Limiting role of EU migrants to that of temporary workforce is a policy that has been brewing.

Theresa May’s sudden demand that new EU migrants to Britain after March 2019 lose their right to settle in the UK has been greeted as a surprise spanner in the works of the Brexit negotiations.

But in fact, as the details of a Home Office draft Brexit immigration paper leaked to the Guardian in September show, it has been a long-planned policy designed to ensure that for all but the mostly highly skilled the role of European migrants in post-Brexit Britain is to be limited to that of a temporary workforce.

May’s references in China to the need during the two-year Brexit transition period for new EU migrants to get mandatory residence permits, possible restriction on access to benefits and services for those who don’t and the loss of any long-term right to settle in Britain shows that ambition is very much alive.

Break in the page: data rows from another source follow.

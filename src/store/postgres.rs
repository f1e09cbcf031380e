use anyhow::Context;
use async_trait::async_trait;
use sqlx::PgPool;
use time::OffsetDateTime;
use tracing::warn;
use uuid::Uuid;

use super::{OpenOutcome, Owner, TrackerStore};
use crate::categories::repo_types::Category;
use crate::goals::repo_types::Goal;
use crate::sessions::repo_types::StudySession;

/// A concurrent stop can close the conflicting row between our insert and
/// the follow-up read; the insert is retried this many times.
const OPEN_ATTEMPTS: usize = 3;

#[derive(Clone)]
pub struct PgTrackerStore {
    db: PgPool,
}

impl PgTrackerStore {
    pub fn new(db: PgPool) -> Self {
        Self { db }
    }
}

#[async_trait]
impl TrackerStore for PgTrackerStore {
    async fn list_categories(&self) -> anyhow::Result<Vec<Category>> {
        let rows = sqlx::query_as::<_, Category>(
            r#"
            SELECT id, name
              FROM categories
             ORDER BY id ASC
            "#,
        )
        .fetch_all(&self.db)
        .await
        .context("list categories")?;
        Ok(rows)
    }

    async fn find_category(&self, id: i64) -> anyhow::Result<Option<Category>> {
        let row = sqlx::query_as::<_, Category>(
            r#"
            SELECT id, name
              FROM categories
             WHERE id = $1
            "#,
        )
        .bind(id)
        .fetch_optional(&self.db)
        .await
        .context("find category")?;
        Ok(row)
    }

    async fn ensure_category(&self, name: &str) -> anyhow::Result<Category> {
        let row = sqlx::query_as::<_, Category>(
            r#"
            INSERT INTO categories (name)
            VALUES ($1)
            ON CONFLICT (name) DO UPDATE SET name = EXCLUDED.name
            RETURNING id, name
            "#,
        )
        .bind(name)
        .fetch_one(&self.db)
        .await
        .with_context(|| format!("ensure category {}", name))?;
        Ok(row)
    }

    async fn open_session(
        &self,
        owner: Owner,
        category_id: i64,
        at: OffsetDateTime,
    ) -> anyhow::Result<OpenOutcome> {
        for attempt in 1..=OPEN_ATTEMPTS {
            // The partial unique index on (user_id) WHERE end_time IS NULL
            // makes the existence check and the insert a single step.
            let inserted = sqlx::query_as::<_, StudySession>(
                r#"
                WITH inserted AS (
                    INSERT INTO study_sessions (id, user_id, category_id, start_time)
                    VALUES ($1, $2, $3, $4)
                    ON CONFLICT (user_id) WHERE end_time IS NULL DO NOTHING
                    RETURNING id, user_id, category_id, start_time, end_time
                )
                SELECT i.id, i.user_id, i.category_id, c.name AS category_name,
                       i.start_time, i.end_time
                  FROM inserted i
                  JOIN categories c ON c.id = i.category_id
                "#,
            )
            .bind(Uuid::new_v4())
            .bind(owner.id())
            .bind(category_id)
            .bind(at)
            .fetch_optional(&self.db)
            .await
            .context("insert open session")?;

            if let Some(session) = inserted {
                return Ok(OpenOutcome::Opened(session));
            }
            if let Some(existing) = self.find_open_session(owner).await? {
                return Ok(OpenOutcome::AlreadyOpen(existing));
            }
            warn!(%owner, attempt, "open session vanished during start; retrying");
        }
        anyhow::bail!("could not open a session for {} after {} attempts", owner, OPEN_ATTEMPTS)
    }

    async fn close_open_session(
        &self,
        owner: Owner,
        at: OffsetDateTime,
    ) -> anyhow::Result<Option<StudySession>> {
        let row = sqlx::query_as::<_, StudySession>(
            r#"
            WITH closed AS (
                UPDATE study_sessions
                   SET end_time = GREATEST($2, start_time)
                 WHERE user_id = $1 AND end_time IS NULL
             RETURNING id, user_id, category_id, start_time, end_time
            )
            SELECT s.id, s.user_id, s.category_id, c.name AS category_name,
                   s.start_time, s.end_time
              FROM closed s
              JOIN categories c ON c.id = s.category_id
            "#,
        )
        .bind(owner.id())
        .bind(at)
        .fetch_optional(&self.db)
        .await
        .context("close open session")?;
        Ok(row)
    }

    async fn find_open_session(&self, owner: Owner) -> anyhow::Result<Option<StudySession>> {
        let row = sqlx::query_as::<_, StudySession>(
            r#"
            SELECT s.id, s.user_id, s.category_id, c.name AS category_name,
                   s.start_time, s.end_time
              FROM study_sessions s
              JOIN categories c ON c.id = s.category_id
             WHERE s.user_id = $1 AND s.end_time IS NULL
            "#,
        )
        .bind(owner.id())
        .fetch_optional(&self.db)
        .await
        .context("find open session")?;
        Ok(row)
    }

    async fn list_closed_sessions(&self, owner: Owner) -> anyhow::Result<Vec<StudySession>> {
        let rows = sqlx::query_as::<_, StudySession>(
            r#"
            SELECT s.id, s.user_id, s.category_id, c.name AS category_name,
                   s.start_time, s.end_time
              FROM study_sessions s
              JOIN categories c ON c.id = s.category_id
             WHERE s.user_id = $1 AND s.end_time IS NOT NULL
             ORDER BY s.start_time DESC
            "#,
        )
        .bind(owner.id())
        .fetch_all(&self.db)
        .await
        .context("list closed sessions")?;
        Ok(rows)
    }

    async fn upsert_goal(
        &self,
        owner: Owner,
        category_id: i64,
        target_minutes: f64,
    ) -> anyhow::Result<Goal> {
        let row = sqlx::query_as::<_, Goal>(
            r#"
            WITH upserted AS (
                INSERT INTO study_goals (id, user_id, category_id, target_minutes)
                VALUES ($1, $2, $3, $4)
                ON CONFLICT (user_id, category_id)
                DO UPDATE SET target_minutes = EXCLUDED.target_minutes
                RETURNING id, user_id, category_id, target_minutes
            )
            SELECT g.id, g.user_id, g.category_id, c.name AS category_name, g.target_minutes
              FROM upserted g
              JOIN categories c ON c.id = g.category_id
            "#,
        )
        .bind(Uuid::new_v4())
        .bind(owner.id())
        .bind(category_id)
        .bind(target_minutes)
        .fetch_one(&self.db)
        .await
        .context("upsert goal")?;
        Ok(row)
    }

    async fn list_goals(&self, owner: Owner) -> anyhow::Result<Vec<Goal>> {
        let rows = sqlx::query_as::<_, Goal>(
            r#"
            SELECT g.id, g.user_id, g.category_id, c.name AS category_name, g.target_minutes
              FROM study_goals g
              JOIN categories c ON c.id = g.category_id
             WHERE g.user_id = $1
             ORDER BY g.created_at ASC, g.id ASC
            "#,
        )
        .bind(owner.id())
        .fetch_all(&self.db)
        .await
        .context("list goals")?;
        Ok(rows)
    }
}
use tracing::{info, warn};

use crate::categories::repo_types::Category;
use crate::store::TrackerStore;

/// Insert every configured category that does not exist yet.
pub async fn seed_categories(
    store: &dyn TrackerStore,
    names: &[String],
) -> anyhow::Result<Vec<Category>> {
    let mut seeded = Vec::with_capacity(names.len());
    for name in names {
        let name = name.trim();
        if name.is_empty() {
            warn!("skipping empty category name");
            continue;
        }
        let category = store.ensure_category(name).await?;
        seeded.push(category);
    }
    info!(count = seeded.len(), "categories seeded");
    Ok(seeded)
}
use axum::{extract::State, routing::get, Json, Router};
use tracing::instrument;

use crate::{
    auth::extractors::AuthUser, categories::repo_types::Category, error::TrackerError,
    state::AppState,
};

pub fn category_routes() -> Router<AppState> {
    Router::new().route("/categories/", get(list_categories))
}

#[instrument(skip(state))]
pub async fn list_categories(
    State(state): State<AppState>,
    AuthUser(_user_id): AuthUser,
) -> Result<Json<Vec<Category>>, TrackerError> {
    let categories = state.tracker.list_categories().await?;
    Ok(Json(categories))
}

Downing Street tried to dismiss the Home Office leak at the time as a “very early draft”, implying that much had changed since September. But it spells out in very clear detail how a system of two-year temporary residence permits for all but the most highly skilled might work.

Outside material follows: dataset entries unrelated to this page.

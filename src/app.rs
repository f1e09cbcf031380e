use std::net::SocketAddr;

use axum::{routing::get, Router};
use tower_http::{cors::CorsLayer, trace::TraceLayer};

use crate::state::AppState;
use crate::{auth, categories, export, goals, progress, sessions};

pub fn build_app(state: AppState) -> Router {
    Router::new()
        .merge(sessions::router())
        .merge(progress::router())
        .merge(goals::router())
        .merge(categories::router())
        .merge(export::router())
        .merge(auth::router())
        .route("/health", get(|| async { "ok" }))
        .with_state(state)
        .layer(CorsLayer::permissive())
        .layer(
            TraceLayer::new_for_http()
                .make_span_with(|req: &axum::http::Request<_>| {
                    let method = req.method().clone();
                    let uri = req.uri().clone();
                    tracing::info_span!(
                        "http_request",
                        %method,
                        uri = %uri,
                        status = tracing::field::Empty
                    )
                })
                .on_response(
                    |res: &axum::http::Response<_>,
                     _latency: std::time::Duration,
                     span: &tracing::Span| {
                        let status = res.status();
                        span.record("status", tracing::field::display(status));
                        if status.is_server_error() {
                            tracing::error!(%status, "response");
                        } else {
                            tracing::info!(%status, "response");
                        }
                    },
                ),
        )
}

pub async fn serve(app: Router) -> anyhow::Result<()> {
    let addr: SocketAddr = format!(
        "{}:{}",
        std::env::var("APP_HOST").unwrap_or_else(|_| "0.0.0.0".into()),
        std::env::var("APP_PORT").unwrap_or_else(|_| "8080".into())
    )
    .parse()?;

    tracing::info!("listening on {}", addr);
    let listener = tokio::net::TcpListener::bind(addr).await?;
    axum::serve(listener, app).await?;
    Ok(())
}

The leaked document makes clear how “freedom of movement” will initially be maintained, allowing any EU citizen to come to Britain to work or study on a temporary residence permit – five years for the highly skilled and two years for all other workers – but once they expire after full Brexit day in March 2021 the game will change.

As the Home Office put it, temporary residence permits would be required – as they are in many other EU countries – for those who wanted to stay beyond the first three months.

“They will be able to do so from within the UK [and we will look into registration from abroad if there is sufficient demand]. If eligible, we will issue them with permission to stay (temporary leave to remain), evidenced by a residence permit. Once that registration period has expired, EU citizens will need to apply for further leave under the rules in force at that time under the future system for EU nationals,” it says.

The Home Office argues that it can “build on the free movement directive” by requiring applicants to produce evidence of a job offer and pass a minimum earnings threshold to secure a residence permit. They concede, however, that banning jobseekers or the unemployed would not be consistent with the free movement directive.

As for the longer term, the Home Office plan includes offering professionals and the highly skilled who come during the transition period five-year permits with the right to settle longer with their families in Britain.

The options for all other European migrants, especially the lower skilled, suggest they would lose the right to settle, as May has now publicly suggested. “We will seek views on the settlement rights for other EU citizens but there will be no expectation of settlement for those arriving during the implementation period who are not in a designated settlement category such as highly skilled workers,” it states.

The other options canvassed by the Home Office include a stronger resident labour market test for vacancies to ensure priority for British workers, banning EU migrants who come to Britain without a job offer and want to look for work, and imposing a cap or a salary threshold on the numbers of lower-skilled workers.

Similar proposals were floated this week by the centre-right thinktank Policy Exchange, which went as far as suggesting that priority visas should only be given to low-skilled EU migrants willing to work at night or other antisocial hours.

It is no wonder that EU negotiators thought a deal had been done on citizens’ rights after the UK conceded that freedom of movement would continue until March 2021 as well as the jurisdiction of the European court of justice.

The prime minister may be relying on the claim that she is maintaining freedom of movement for all EU citizens during the two-year transition period but is not willing to guarantee any further rights beyond that. It may or may not work, but it shows that her “hard Brexit” immigration proposals detailed in that Home Office document are very much alive.